“怎么了夫君?”
宁嘉装作看不懂赵时雍的意思。
赵时雍似乎被气到了,“殿下明知故问,那个人是谁?”
宁嘉起身将帷幕挂好,看了看赵时雍的伤口,见已经渐渐结出粉红痂后放了心。
“知县送的,说要伺候咱们。”
“那殿下就这样收了?”
“是的。”
赵时雍沉默了。
他也很想问问宁嘉不是都有他这个夫君了,怎么还能接受旁人送的小倌?
还想问问宁嘉不是说好要追自己,现在这样又算怎么回事?
可他说不出口。
爱会让一个人变得盲目、变得小心谨慎。
宁嘉见赵时雍半天没讲话,自觉有些过分了,便主动凑上前去,“夫君,那人叫江流,我收下他,是因为怀疑知县要害你。”
“害我?”
赵时雍纳闷了,他觉得宁嘉恐怕是太过于担心他了。
“要确认的话很简单,我们一起演一出戏就好。”
宁嘉双臂环住赵时雍的脖颈,凑近他的耳边道:“朝中有人想要你我的命,为了万无一失,所以他们找了周郅的知县,想要他暗中协助。”

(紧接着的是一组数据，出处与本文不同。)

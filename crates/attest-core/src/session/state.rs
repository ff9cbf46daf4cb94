//! Bulk session state and mutation implementations.

use std::collections::BTreeSet;

use chrono::{DateTime, Utc};
use serde::{Deserialize, Serialize};
use uuid::Uuid;

use crate::client::{SaveDraftRequest, SubmitRequest};
use crate::cycle::Cycle;
use crate::draft::Draft;
use crate::questionnaire::{Answer, Question, ResponseSet};
use crate::record::AttestationStatus;
use crate::validation::{self, Violation};

/// One model row as reported by the server for a cycle.
#[derive(Debug, Clone, PartialEq, Eq, Serialize, Deserialize)]
pub struct ModelRow {
    /// The model's inventory id.
    pub model_id: i64,
    /// Model name.
    pub name: String,
    /// Risk tier label.
    pub risk_tier: String,
    /// The model's attestation record status in this cycle.
    pub attestation_status: AttestationStatus,
    /// Server-side default exclusion flag. Overridden by a draft.
    pub is_excluded: bool,
}

/// In-memory working state for one cycle's bulk attestation.
///
/// The session is the authoritative truth while the cycle is being worked;
/// the draft is a durable mirror it writes to and reads from on load.
#[derive(Debug, Clone, PartialEq, Eq)]
pub struct BulkSession {
    cycle: Cycle,
    rows: Vec<ModelRow>,
    questions: Vec<Question>,
    selected: BTreeSet<i64>,
    excluded: BTreeSet<i64>,
    responses: ResponseSet,
    decision_comment: String,
    submission_id: Option<Uuid>,
    last_saved: Option<DateTime<Utc>>,
    is_dirty: bool,
}

impl BulkSession {
    /// Builds a session from server state and an optional draft.
    ///
    /// When a draft exists its selection, responses, and comment win over
    /// the server's `is_excluded` flags. Draft ids that are no longer in the
    /// pending set are dropped; pending models the draft never saw fall back
    /// to their server flag. Without a draft, a pending model goes to
    /// `selected` unless `is_excluded` is set.
    ///
    /// The session is clean (`is_dirty == false`) after construction.
    #[must_use]
    pub fn reconcile(
        cycle: Cycle,
        rows: Vec<ModelRow>,
        questions: Vec<Question>,
        draft: Option<&Draft>,
    ) -> Self {
        let mut session = Self {
            cycle,
            rows,
            questions,
            selected: BTreeSet::new(),
            excluded: BTreeSet::new(),
            responses: ResponseSet::new(),
            decision_comment: String::new(),
            submission_id: None,
            last_saved: None,
            is_dirty: false,
        };
        match draft {
            Some(draft) => session.hydrate_from_draft(draft),
            None => session.apply_server_defaults(),
        }
        session.responses.ensure_questions(&session.questions);
        session
    }

    fn hydrate_from_draft(&mut self, draft: &Draft) {
        let pending = self.pending_model_ids();
        self.selected = draft
            .selected_model_ids
            .iter()
            .copied()
            .filter(|id| pending.contains(id))
            .collect();
        self.excluded = draft
            .excluded_model_ids
            .iter()
            .copied()
            .filter(|id| pending.contains(id) && !self.selected.contains(id))
            .collect();
        // Pending models the draft never saw fall back to the server flag.
        for row in &self.rows {
            let id = row.model_id;
            if pending.contains(&id) && !self.selected.contains(&id) && !self.excluded.contains(&id)
            {
                if row.is_excluded {
                    self.excluded.insert(id);
                } else {
                    self.selected.insert(id);
                }
            }
        }
        self.responses.hydrate(&draft.responses);
        self.decision_comment = draft.comment.clone().unwrap_or_default();
        self.submission_id = draft.submission_id;
        self.last_saved = draft.last_saved;
    }

    fn apply_server_defaults(&mut self) {
        self.selected.clear();
        self.excluded.clear();
        for row in &self.rows {
            if row.attestation_status != AttestationStatus::Pending {
                continue;
            }
            if row.is_excluded {
                self.excluded.insert(row.model_id);
            } else {
                self.selected.insert(row.model_id);
            }
        }
    }

    /// Resets the session to the no-draft defaults, clearing responses,
    /// comment, and draft bookkeeping. Used after a draft discard.
    pub fn reset_to_defaults(&mut self) {
        self.apply_server_defaults();
        self.responses = ResponseSet::new();
        self.responses.ensure_questions(&self.questions);
        self.decision_comment.clear();
        self.submission_id = None;
        self.last_saved = None;
        self.is_dirty = false;
    }

    // ------------------------------------------------------------------
    // Mutations. Each marks the session dirty.
    // ------------------------------------------------------------------

    /// Moves a pending model between `selected` and `excluded`.
    ///
    /// Toggling a non-pending or unknown id is a no-op and does not mark
    /// the session dirty.
    pub fn toggle_model(&mut self, model_id: i64) {
        if self.selected.remove(&model_id) {
            self.excluded.insert(model_id);
        } else if self.excluded.remove(&model_id) {
            self.selected.insert(model_id);
        } else {
            return;
        }
        self.is_dirty = true;
    }

    /// Selects every pending model, emptying `excluded`.
    pub fn select_all(&mut self) {
        self.selected = self.pending_model_ids();
        self.excluded.clear();
        self.is_dirty = true;
    }

    /// Excludes every pending model, emptying `selected`.
    pub fn deselect_all(&mut self) {
        self.excluded = self.pending_model_ids();
        self.selected.clear();
        self.is_dirty = true;
    }

    /// Upserts the answer for a question. When `comment` is `None` any
    /// existing comment is preserved.
    pub fn set_response(&mut self, question_id: i64, answer: Answer, comment: Option<&str>) {
        self.responses.set_answer(question_id, answer, comment);
        self.is_dirty = true;
    }

    /// Upserts the comment for a question, preserving the existing answer.
    pub fn set_response_comment(&mut self, question_id: i64, comment: &str) {
        self.responses.set_comment(question_id, comment);
        self.is_dirty = true;
    }

    /// Overwrites the overall decision comment.
    pub fn set_decision_comment(&mut self, text: &str) {
        self.decision_comment = text.to_string();
        self.is_dirty = true;
    }

    // ------------------------------------------------------------------
    // Derived views.
    // ------------------------------------------------------------------

    /// Ids of models whose attestation status is `PENDING` — the
    /// denominator for selection completeness.
    #[must_use]
    pub fn pending_model_ids(&self) -> BTreeSet<i64> {
        self.rows
            .iter()
            .filter(|r| r.attestation_status == AttestationStatus::Pending)
            .map(|r| r.model_id)
            .collect()
    }

    /// Current validation violations. Recomputed per call; exhaustive.
    #[must_use]
    pub fn violations(&self) -> Vec<Violation> {
        validation::validate(self.selected.len(), &self.questions, &self.responses)
    }

    /// Debug invariant: `selected` and `excluded` are disjoint and together
    /// cover exactly the pending id set.
    #[must_use]
    pub fn partition_holds(&self) -> bool {
        let pending = self.pending_model_ids();
        self.selected.is_disjoint(&self.excluded)
            && self
                .selected
                .union(&self.excluded)
                .copied()
                .collect::<BTreeSet<i64>>()
                == pending
    }

    /// Returns `true` if any working answer is "No". Drives the change-link
    /// soft gate before submission.
    #[must_use]
    pub fn any_no_answer(&self) -> bool {
        self.responses.any_no()
    }

    // ------------------------------------------------------------------
    // Payloads.
    // ------------------------------------------------------------------

    /// Serializes the working state for a `SaveDraft` call.
    #[must_use]
    pub fn draft_payload(&self) -> SaveDraftRequest {
        SaveDraftRequest {
            selected_model_ids: self.selected.iter().copied().collect(),
            excluded_model_ids: self.excluded.iter().copied().collect(),
            responses: self.responses.to_vec(),
            comment: self.comment_or_none(),
        }
    }

    /// Serializes the working state for a bulk `Submit` call. Every active
    /// question is present with its current answer/comment.
    #[must_use]
    pub fn submit_payload(&self) -> SubmitRequest {
        SubmitRequest {
            selected_model_ids: self.selected.iter().copied().collect(),
            responses: self.responses.to_vec(),
            decision_comment: self.comment_or_none(),
        }
    }

    fn comment_or_none(&self) -> Option<String> {
        if self.decision_comment.trim().is_empty() {
            None
        } else {
            Some(self.decision_comment.clone())
        }
    }

    // ------------------------------------------------------------------
    // Draft bookkeeping.
    // ------------------------------------------------------------------

    /// Records a successful save: keeps the first-assigned submission id,
    /// updates `last_saved`, and clears the dirty flag.
    pub fn mark_saved(&mut self, submission_id: Uuid, last_saved: DateTime<Utc>) {
        if self.submission_id.is_none() {
            self.submission_id = Some(submission_id);
        }
        self.last_saved = Some(last_saved);
        self.is_dirty = false;
    }

    // ------------------------------------------------------------------
    // Accessors.
    // ------------------------------------------------------------------

    /// The cycle being worked.
    #[must_use]
    pub fn cycle(&self) -> &Cycle {
        &self.cycle
    }

    /// All model rows, pending or not.
    #[must_use]
    pub fn rows(&self) -> &[ModelRow] {
        &self.rows
    }

    /// The active question set.
    #[must_use]
    pub fn questions(&self) -> &[Question] {
        &self.questions
    }

    /// Currently selected model ids.
    #[must_use]
    pub fn selected(&self) -> &BTreeSet<i64> {
        &self.selected
    }

    /// Currently excluded model ids.
    #[must_use]
    pub fn excluded(&self) -> &BTreeSet<i64> {
        &self.excluded
    }

    /// Number of selected models.
    #[must_use]
    pub fn selected_count(&self) -> usize {
        self.selected.len()
    }

    /// The working responses.
    #[must_use]
    pub fn responses(&self) -> &ResponseSet {
        &self.responses
    }

    /// The overall decision comment (empty when unset).
    #[must_use]
    pub fn decision_comment(&self) -> &str {
        &self.decision_comment
    }

    /// The backing submission id, once a draft has been saved.
    #[must_use]
    pub fn submission_id(&self) -> Option<Uuid> {
        self.submission_id
    }

    /// When the draft was last saved.
    #[must_use]
    pub fn last_saved(&self) -> Option<DateTime<Utc>> {
        self.last_saved
    }

    /// Returns `true` if the session has unsaved changes.
    #[must_use]
    pub fn is_dirty(&self) -> bool {
        self.is_dirty
    }
}
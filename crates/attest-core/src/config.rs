//! Engine configuration.
//!
//! Parsed from TOML. Every field has a default so an empty file (or no file
//! at all) yields a working configuration.

use chrono::Duration;
use serde::{Deserialize, Serialize};
use thiserror::Error;

/// Default autosave debounce delay in milliseconds.
pub const DEFAULT_AUTOSAVE_DELAY_MS: u64 = 5000;

/// Default maximum length for free-text comments.
pub const DEFAULT_MAX_COMMENT_LEN: usize = 4096;

/// Configuration errors.
#[derive(Debug, Error)]
pub enum ConfigError {
    /// Failed to read the configuration file.
    #[error("failed to read config file: {0}")]
    Io(#[from] std::io::Error),

    /// Failed to parse the TOML content.
    #[error("failed to parse config: {0}")]
    Parse(#[from] toml::de::Error),

    /// A field value is outside its permitted range.
    #[error("invalid config: {field} {reason}")]
    OutOfRange {
        /// The offending field.
        field: &'static str,
        /// Why the value was rejected.
        reason: &'static str,
    },
}

/// Engine configuration.
#[derive(Debug, Clone, PartialEq, Eq, Serialize, Deserialize)]
pub struct EngineConfig {
    /// Autosave debounce delay in milliseconds. A mutation restarts the
    /// delay; the draft save fires once the delay elapses with no further
    /// mutation.
    #[serde(default = "default_autosave_delay_ms")]
    pub autosave_delay_ms: u64,

    /// Maximum accepted length for free-text comments.
    #[serde(default = "default_max_comment_len")]
    pub max_comment_len: usize,
}

fn default_autosave_delay_ms() -> u64 {
    DEFAULT_AUTOSAVE_DELAY_MS
}

fn default_max_comment_len() -> usize {
    DEFAULT_MAX_COMMENT_LEN
}

impl Default for EngineConfig {
    fn default() -> Self {
        Self {
            autosave_delay_ms: DEFAULT_AUTOSAVE_DELAY_MS,
            max_comment_len: DEFAULT_MAX_COMMENT_LEN,
        }
    }
}

impl EngineConfig {
    /// Loads configuration from a TOML file.
    ///
    /// # Errors
    ///
    /// Returns an error if the file cannot be read, parsed, or validated.
    pub fn from_file(path: &std::path::Path) -> Result<Self, ConfigError> {
        let content = std::fs::read_to_string(path)?;
        Self::from_toml(&content)
    }

    /// Parses configuration from a TOML string.
    ///
    /// # Errors
    ///
    /// Returns an error if the TOML is invalid or a value is out of range.
    pub fn from_toml(content: &str) -> Result<Self, ConfigError> {
        let config: Self = toml::from_str(content)?;
        config.validate()?;
        Ok(config)
    }

    /// Validates field ranges.
    ///
    /// # Errors
    ///
    /// Returns [`ConfigError::OutOfRange`] for a zero autosave delay or a
    /// zero comment limit.
    pub fn validate(&self) -> Result<(), ConfigError> {
        if self.autosave_delay_ms == 0 {
            return Err(ConfigError::OutOfRange {
                field: "autosave_delay_ms",
                reason: "must be greater than zero",
            });
        }
        if self.max_comment_len == 0 {
            return Err(ConfigError::OutOfRange {
                field: "max_comment_len",
                reason: "must be greater than zero",
            });
        }
        Ok(())
    }

    /// The autosave delay as a [`chrono::Duration`].
    #[must_use]
    pub fn autosave_delay(&self) -> Duration {
        Duration::milliseconds(i64::try_from(self.autosave_delay_ms).unwrap_or(i64::MAX))
    }
}

#[cfg(test)]
mod tests {
    use super::*;

    #[test]
    fn empty_toml_yields_defaults() {
        let config = EngineConfig::from_toml("").unwrap();
        assert_eq!(config.autosave_delay_ms, 5000);
        assert_eq!(config.max_comment_len, 4096);
    }

    #[test]
    fn fields_override_individually() {
        let config = EngineConfig::from_toml("autosave_delay_ms = 250").unwrap();
        assert_eq!(config.autosave_delay_ms, 250);
        assert_eq!(config.max_comment_len, DEFAULT_MAX_COMMENT_LEN);
        assert_eq!(config.autosave_delay(), Duration::milliseconds(250));
    }

    #[test]
    fn zero_delay_is_rejected() {
        let err = EngineConfig::from_toml("autosave_delay_ms = 0").unwrap_err();
        assert!(matches!(
            err,
            ConfigError::OutOfRange {
                field: "autosave_delay_ms",
                ..
            }
        ));
    }

    #[test]
    fn invalid_toml_is_a_parse_error() {
        assert!(matches!(
            EngineConfig::from_toml("autosave_delay_ms = "),
            Err(ConfigError::Parse(_))
        ));
    }
}
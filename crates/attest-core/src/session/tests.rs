//! Bulk session reconciliation tests.
//!
//! Covers draft precedence, no-draft defaults, the mutation contract, and a
//! property test that the pending partition invariant holds under arbitrary
//! mutation sequences.

use std::collections::BTreeSet;

use chrono::NaiveDate;
use proptest::prelude::*;

use crate::cycle::{Cycle, CycleStatus};
use crate::draft::Draft;
use crate::questionnaire::{Answer, Question};
use crate::record::AttestationStatus;

use super::{BulkSession, ModelRow};

fn cycle() -> Cycle {
    Cycle {
        id: 7,
        name: "2026 H2".into(),
        due_date: NaiveDate::from_ymd_opt(2026, 12, 31).unwrap(),
        status: CycleStatus::Open,
    }
}

fn row(model_id: i64, status: AttestationStatus, is_excluded: bool) -> ModelRow {
    ModelRow {
        model_id,
        name: format!("model-{model_id}"),
        risk_tier: "TIER_2".into(),
        attestation_status: status,
        is_excluded,
    }
}

fn questions() -> Vec<Question> {
    vec![
        Question {
            id: 101,
            code: "Q1-USE".into(),
            label: "Still in use?".into(),
            requires_comment_if_no: true,
        },
        Question {
            id: 102,
            code: "Q2-DOC".into(),
            label: "Docs current?".into(),
            requires_comment_if_no: false,
        },
    ]
}

fn ids(set: &BTreeSet<i64>) -> Vec<i64> {
    set.iter().copied().collect()
}

#[test]
fn no_draft_defaults_follow_server_exclusion_flags() {
    let rows = vec![
        row(10, AttestationStatus::Pending, false),
        row(20, AttestationStatus::Pending, true),
        row(30, AttestationStatus::Pending, false),
    ];
    let s = BulkSession::reconcile(cycle(), rows, questions(), None);
    assert_eq!(ids(s.selected()), vec![10, 30]);
    assert_eq!(ids(s.excluded()), vec![20]);
    assert!(!s.is_dirty());
    assert!(s.partition_holds());
    // Every question starts unanswered with no comment.
    assert_eq!(s.responses().get(101).unwrap().answer, Answer::Unanswered);
    assert_eq!(s.responses().get(102).unwrap().answer, Answer::Unanswered);
}

#[test]
fn draft_overrides_contradictory_server_flags() {
    // Server flags contradict the draft on every model.
    let rows = vec![
        row(10, AttestationStatus::Pending, true),
        row(20, AttestationStatus::Pending, false),
        row(30, AttestationStatus::Pending, false),
    ];
    let draft = Draft {
        submission_id: Some(uuid::Uuid::nil()),
        selected_model_ids: vec![10],
        excluded_model_ids: vec![20, 30],
        responses: vec![],
        comment: Some("carried over".into()),
        last_saved: None,
    };
    let s = BulkSession::reconcile(cycle(), rows, questions(), Some(&draft));
    assert_eq!(ids(s.selected()), vec![10]);
    assert_eq!(ids(s.excluded()), vec![20, 30]);
    assert_eq!(s.decision_comment(), "carried over");
    assert_eq!(s.submission_id(), Some(uuid::Uuid::nil()));
    assert!(!s.is_dirty());
    assert!(s.partition_holds());
}

#[test]
fn stale_draft_ids_are_dropped_and_new_models_use_server_flag() {
    let rows = vec![
        row(10, AttestationStatus::Pending, false),
        // 40 arrived after the draft was saved; server wants it excluded.
        row(40, AttestationStatus::Pending, true),
        // 20 was submitted since the draft was saved.
        row(20, AttestationStatus::Submitted, false),
    ];
    let draft = Draft {
        submission_id: None,
        selected_model_ids: vec![10, 20],
        excluded_model_ids: vec![99],
        responses: vec![],
        comment: None,
        last_saved: None,
    };
    let s = BulkSession::reconcile(cycle(), rows, questions(), Some(&draft));
    assert_eq!(ids(s.selected()), vec![10]);
    assert_eq!(ids(s.excluded()), vec![40]);
    assert!(s.partition_holds());
}

#[test]
fn draft_responses_hydrate_and_gaps_are_unanswered() {
    let rows = vec![row(10, AttestationStatus::Pending, false)];
    let draft = Draft {
        submission_id: None,
        selected_model_ids: vec![10],
        excluded_model_ids: vec![],
        responses: vec![crate::questionnaire::Response {
            question_id: 101,
            answer: Answer::No,
            comment: Some("replaced by v2".into()),
        }],
        comment: None,
        last_saved: None,
    };
    let s = BulkSession::reconcile(cycle(), rows, questions(), Some(&draft));
    assert_eq!(s.responses().get(101).unwrap().answer, Answer::No);
    assert_eq!(s.responses().get(102).unwrap().answer, Answer::Unanswered);
}

#[test]
fn non_pending_models_are_in_neither_set() {
    let rows = vec![
        row(10, AttestationStatus::Pending, false),
        row(20, AttestationStatus::Submitted, false),
        row(30, AttestationStatus::Accepted, true),
    ];
    let s = BulkSession::reconcile(cycle(), rows, questions(), None);
    assert_eq!(ids(s.selected()), vec![10]);
    assert!(s.excluded().is_empty());
}

#[test]
fn toggle_round_trip_restores_both_sets() {
    let rows = vec![
        row(10, AttestationStatus::Pending, false),
        row(20, AttestationStatus::Pending, true),
    ];
    let mut s = BulkSession::reconcile(cycle(), rows, questions(), None);
    let before_selected = s.selected().clone();
    let before_excluded = s.excluded().clone();
    s.toggle_model(10);
    assert_eq!(ids(s.excluded()), vec![10, 20]);
    s.toggle_model(10);
    assert_eq!(s.selected(), &before_selected);
    assert_eq!(s.excluded(), &before_excluded);
    assert!(s.is_dirty());
}

#[test]
fn toggle_unknown_or_non_pending_id_is_a_clean_no_op() {
    let rows = vec![
        row(10, AttestationStatus::Pending, false),
        row(20, AttestationStatus::Submitted, false),
    ];
    let mut s = BulkSession::reconcile(cycle(), rows, questions(), None);
    s.toggle_model(20);
    s.toggle_model(999);
    assert!(!s.is_dirty());
    assert!(s.partition_holds());
}

#[test]
fn select_all_and_deselect_all_move_the_whole_pending_set() {
    let rows = vec![
        row(10, AttestationStatus::Pending, true),
        row(20, AttestationStatus::Pending, true),
        row(30, AttestationStatus::Pending, false),
    ];
    let mut s = BulkSession::reconcile(cycle(), rows, questions(), None);
    s.select_all();
    assert_eq!(ids(s.selected()), vec![10, 20, 30]);
    assert!(s.excluded().is_empty());
    s.deselect_all();
    assert!(s.selected().is_empty());
    assert_eq!(ids(s.excluded()), vec![10, 20, 30]);
    assert!(s.partition_holds());
}

#[test]
fn mutations_mark_dirty_and_reset_clears_everything() {
    let rows = vec![
        row(10, AttestationStatus::Pending, false),
        row(20, AttestationStatus::Pending, false),
        row(30, AttestationStatus::Pending, false),
    ];
    let mut s = BulkSession::reconcile(cycle(), rows, questions(), None);
    s.deselect_all();
    s.toggle_model(10);
    s.set_response(101, Answer::Yes, None);
    s.set_decision_comment("halfway done");
    assert!(s.is_dirty());
    assert_eq!(ids(s.selected()), vec![10]);

    s.reset_to_defaults();
    assert_eq!(ids(s.selected()), vec![10, 20, 30]);
    assert!(s.excluded().is_empty());
    assert_eq!(s.decision_comment(), "");
    assert_eq!(s.responses().get(101).unwrap().answer, Answer::Unanswered);
    assert!(!s.is_dirty());
    assert!(s.submission_id().is_none());
}

#[test]
fn payloads_carry_the_current_working_state() {
    let rows = vec![
        row(10, AttestationStatus::Pending, false),
        row(20, AttestationStatus::Pending, false),
    ];
    let mut s = BulkSession::reconcile(cycle(), rows, questions(), None);
    s.toggle_model(20);
    s.set_response(101, Answer::Yes, None);
    s.set_response(102, Answer::Yes, None);

    let draft = s.draft_payload();
    assert_eq!(draft.selected_model_ids, vec![10]);
    assert_eq!(draft.excluded_model_ids, vec![20]);
    assert_eq!(draft.responses.len(), 2);
    assert_eq!(draft.comment, None);

    let submit = s.submit_payload();
    assert_eq!(submit.selected_model_ids, vec![10]);
    assert_eq!(submit.responses.len(), 2);
    assert!(submit
        .responses
        .iter()
        .all(|r| r.answer == Answer::Yes));
}

#[test]
fn mark_saved_keeps_first_submission_id() {
    let rows = vec![row(10, AttestationStatus::Pending, false)];
    let mut s = BulkSession::reconcile(cycle(), rows, questions(), None);
    s.set_decision_comment("x");
    let first = uuid::Uuid::new_v4();
    let t1 = chrono::Utc::now();
    s.mark_saved(first, t1);
    assert!(!s.is_dirty());
    assert_eq!(s.submission_id(), Some(first));

    s.set_decision_comment("y");
    let t2 = t1 + chrono::Duration::seconds(30);
    s.mark_saved(uuid::Uuid::new_v4(), t2);
    assert_eq!(s.submission_id(), Some(first));
    assert_eq!(s.last_saved(), Some(t2));
}

/// A session mutation for property testing.
#[derive(Debug, Clone)]
enum Mutation {
    Toggle(i64),
    SelectAll,
    DeselectAll,
}

proptest! {
    /// The pending partition invariant holds after any mutation sequence:
    /// `selected` and `excluded` stay disjoint and together cover exactly
    /// the pending id set.
    #[test]
    fn partition_invariant_under_arbitrary_mutations(
        excluded_flags in prop::collection::vec(any::<bool>(), 1..12),
        mutation_seed in prop::collection::vec(any::<prop::sample::Index>(), 0..40),
        select in any::<bool>(),
    ) {
        let rows: Vec<ModelRow> = excluded_flags
            .iter()
            .enumerate()
            .map(|(i, &excl)| row(i as i64 + 1, AttestationStatus::Pending, excl))
            .collect();
        let model_ids: Vec<i64> = rows.iter().map(|r| r.model_id).collect();
        let mut s = BulkSession::reconcile(cycle(), rows, questions(), None);
        prop_assert!(s.partition_holds());

        for index in mutation_seed {
            let mutation = match index.index(model_ids.len() + 2) {
                n if n < model_ids.len() => Mutation::Toggle(model_ids[n]),
                n if n == model_ids.len() && select => Mutation::SelectAll,
                _ => Mutation::DeselectAll,
            };
            match mutation {
                Mutation::Toggle(id) => s.toggle_model(id),
                Mutation::SelectAll => s.select_all(),
                Mutation::DeselectAll => s.deselect_all(),
            }
            prop_assert!(s.partition_holds());
        }
    }

    /// Toggling the same pending id twice is an involution.
    #[test]
    fn toggle_is_an_involution(
        excluded_flags in prop::collection::vec(any::<bool>(), 1..8),
        pick in any::<prop::sample::Index>(),
    ) {
        let rows: Vec<ModelRow> = excluded_flags
            .iter()
            .enumerate()
            .map(|(i, &excl)| row(i as i64 + 1, AttestationStatus::Pending, excl))
            .collect();
        let id = rows[pick.index(rows.len())].model_id;
        let mut s = BulkSession::reconcile(cycle(), rows, questions(), None);
        let selected = s.selected().clone();
        let excluded = s.excluded().clone();
        s.toggle_model(id);
        s.toggle_model(id);
        prop_assert_eq!(s.selected(), &selected);
        prop_assert_eq!(s.excluded(), &excluded);
    }
}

“那知县胆子小,不敢直接下手杀人,所以他一定会找人替他背锅。”
双手顺势扶住宁嘉的腰,赵时雍耳朵有些红,“殿下是说那江流会按照知县的指使害人?他哪来这么大的本事?”
宁嘉毫无保留地整个人都靠在赵时雍的怀里,听着熟悉的心跳,她就会很安心。
“此前听说过周郅县民风彪悍,里面的水更是浑的很。江流一个年轻小伙子,那知县能使的手段多了去,人在走投无路的时候什么都做得出来。”
宁嘉在说这话的时候有些想起了过去的自己。
人在年纪尚轻的时候总是很容易把事情想的太过极端,处在悬崖边上的人是不会有太多理智的。
赵时雍摸了摸宁嘉的头,被宁嘉一抱,他就什么想法都顿时抛掷脑后了。
他拥有的东西很少很少,所以会尽力给宁嘉所有他能给的。
“方才殿下说要演一出戏,那又是什么?”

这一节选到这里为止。